COVID-19 can have serious, life-threatening complications, and there is no way to know how a diagnosis of COVID-19 will affect you. If you do get sick, you could spread the disease to friends, family, and others around you.  Getting COVID-19 may offer some natural protection, or immunity. Current evidence suggests that re-infection with the virus that causes COVID-19 is uncommon in the 90 days after initial infection. Experts don’t know for sure how long this protection lasts, and the risk of severe illness and death from COVID-19 far outweighs any benefits of natural immunity. COVID-19 vaccination will help protect you by creating an antibody (immune system) response without having to experience sickness. Both natural immunity and immunity produced by a vaccine are important parts of COVID-19 disease that experts are continuing to learn more about. 

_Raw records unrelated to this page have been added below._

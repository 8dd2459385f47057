pub mod directory;
pub mod engine;
pub mod limits;
pub mod maintenance;
pub mod model;
pub mod notify;
pub mod observability;
pub mod rules;
pub mod wal;
pub mod wire;
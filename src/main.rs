use std::path::PathBuf;
use std::sync::Arc;

use tokio::net::TcpListener;
use tokio::sync::Semaphore;
use tracing::info;

use repset::directory::StaticDirectory;
use repset::engine::Engine;
use repset::maintenance;
use repset::notify::EventHub;
use repset::rules::RulesHandle;
use repset::wire::{self, WireContext};

#[tokio::main]
async fn main() -> Result<(), Box<dyn std::error::Error>> {
    tracing_subscriber::fmt::init();

    let metrics_port: Option<u16> = std::env::var("REPSET_METRICS_PORT")
        .ok()
        .and_then(|s| s.parse().ok());
    repset::observability::init(metrics_port);

    let port = std::env::var("REPSET_PORT").unwrap_or_else(|_| "7470".into());
    let bind = std::env::var("REPSET_BIND").unwrap_or_else(|_| "0.0.0.0".into());
    let data_dir = std::env::var("REPSET_DATA_DIR").unwrap_or_else(|_| "./data".into());
    let token = std::env::var("REPSET_TOKEN").unwrap_or_else(|_| "repset".into());
    let max_connections: usize = std::env::var("REPSET_MAX_CONNECTIONS")
        .ok()
        .and_then(|s| s.parse().ok())
        .unwrap_or(256);
    let compact_threshold: u64 = std::env::var("REPSET_COMPACT_THRESHOLD")
        .ok()
        .and_then(|s| s.parse().ok())
        .unwrap_or(1000);

    std::fs::create_dir_all(&data_dir)?;

    let rules = Arc::new(RulesHandle::default());
    let hub = Arc::new(EventHub::new());
    let wal_path = PathBuf::from(&data_dir).join("schedule.wal");
    let engine = Arc::new(Engine::new(wal_path, hub, rules.subscribe())?);

    tokio::spawn(maintenance::run_compactor(engine.clone(), compact_threshold));

    let ctx = Arc::new(WireContext {
        engine,
        rules,
        directory: Arc::new(StaticDirectory::new()),
        token,
    });
    let semaphore = Arc::new(Semaphore::new(max_connections));

    let addr = format!("{bind}:{port}");
    let listener = TcpListener::bind(&addr).await?;
    info!("repset listening on {addr}");
    info!("  data_dir: {data_dir}");
    info!("  max_connections: {max_connections}");
    info!("  compact_threshold: {compact_threshold}");
    info!(
        "  metrics: {}",
        metrics_port.map_or("disabled".to_string(), |p| format!(
            "http://0.0.0.0:{p}/metrics"
        ))
    );

    // Graceful shutdown: stop accepting on SIGTERM/ctrl-c, drain in-flight connections
    let shutdown = async {
        let ctrl_c = tokio::signal::ctrl_c();
        #[cfg(unix)]
        {
            let mut sigterm =
                tokio::signal::unix::signal(tokio::signal::unix::SignalKind::terminate())
                    .expect("failed to register SIGTERM handler");
            tokio::select! {
                _ = ctrl_c => {}
                _ = sigterm.recv() => {}
            }
        }
        #[cfg(not(unix))]
        {
            ctrl_c.await.ok();
        }
    };
    tokio::pin!(shutdown);

    loop {
        tokio::select! {
            result = listener.accept() => {
                let (socket, peer) = match result {
                    Ok(conn) => conn,
                    Err(e) => {
                        tracing::error!("accept error: {e}");
                        continue;
                    }
                };

                let permit = match semaphore.clone().try_acquire_owned() {
                    Ok(permit) => permit,
                    Err(_) => {
                        tracing::warn!("connection limit reached, rejecting {peer}");
                        metrics::counter!(repset::observability::CONNECTIONS_REJECTED_TOTAL).increment(1);
                        drop(socket);
                        continue;
                    }
                };

                info!("connection from {peer}");
                metrics::counter!(repset::observability::CONNECTIONS_TOTAL).increment(1);
                metrics::gauge!(repset::observability::CONNECTIONS_ACTIVE).increment(1.0);
                let ctx = ctx.clone();

                tokio::spawn(async move {
                    let _permit = permit; // held until connection closes
                    if let Err(e) = wire::process_connection(socket, ctx).await {
                        tracing::error!("connection error from {peer}: {e}");
                    }
                    metrics::gauge!(repset::observability::CONNECTIONS_ACTIVE).decrement(1.0);
                });
            }
            _ = &mut shutdown => {
                info!("shutdown signal received, stopping accept loop");
                break;
            }
        }
    }

    // Wait for in-flight connections to finish (up to 10s)
    info!("draining connections...");
    let drain_deadline = tokio::time::sleep(std::time::Duration::from_secs(10));
    tokio::pin!(drain_deadline);

    loop {
        if semaphore.available_permits() == max_connections {
            info!("all connections drained");
            break;
        }
        tokio::select! {
            _ = &mut drain_deadline => {
                let remaining = max_connections - semaphore.available_permits();
                tracing::warn!("drain timeout, {remaining} connections still open");
                break;
            }
            _ = tokio::time::sleep(std::time::Duration::from_millis(100)) => {}
        }
    }

    info!("repset stopped");
    Ok(())
}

COVID-19 vaccination is a crucial tool to help stop the pandemic.  While wearing masks and social distancing help reduce the chances of contracting COVID-19, these measures are not enough. Vaccines work with your immune system to prepare it to fight the virus if exposed. The combination of getting vaccinated and following CDC’s recommendations to protect yourself and others will offer the best protection from COVID-19. Stopping a pandemic requires using all the tools we have available.

The following considerations are to minimize impacts of possible post-vaccination reactions in Maine Schools. Some of these have already been considered in the planning of school staff opportunities for vaccination.
Staff considerations:
•    Schedule vaccine preceding 1-2 days off in the event of mild side effects.
•    Read all vaccine information provided by clinic before the appointment and get questions answered ahead of time.
•    Bring insurance information and school ID to your appointment.  The vaccine is free, but the clinic may charge insurance companies for a small administration fee. 
Administrative considerations:
•    Stagger delivery/participation of vaccines so that not all staff in a building are vaccinated at the same time.  
•    Be aware of potential short-term symptoms after vaccination as well as  options for mitigating them if symptoms arise (e.g., use of ibuprofen or acetaminophen for localized pain).
•     Develop a strategy to encourage timely assessment of staff with systemic signs and symptoms post-vaccination. This should include providing options for testing.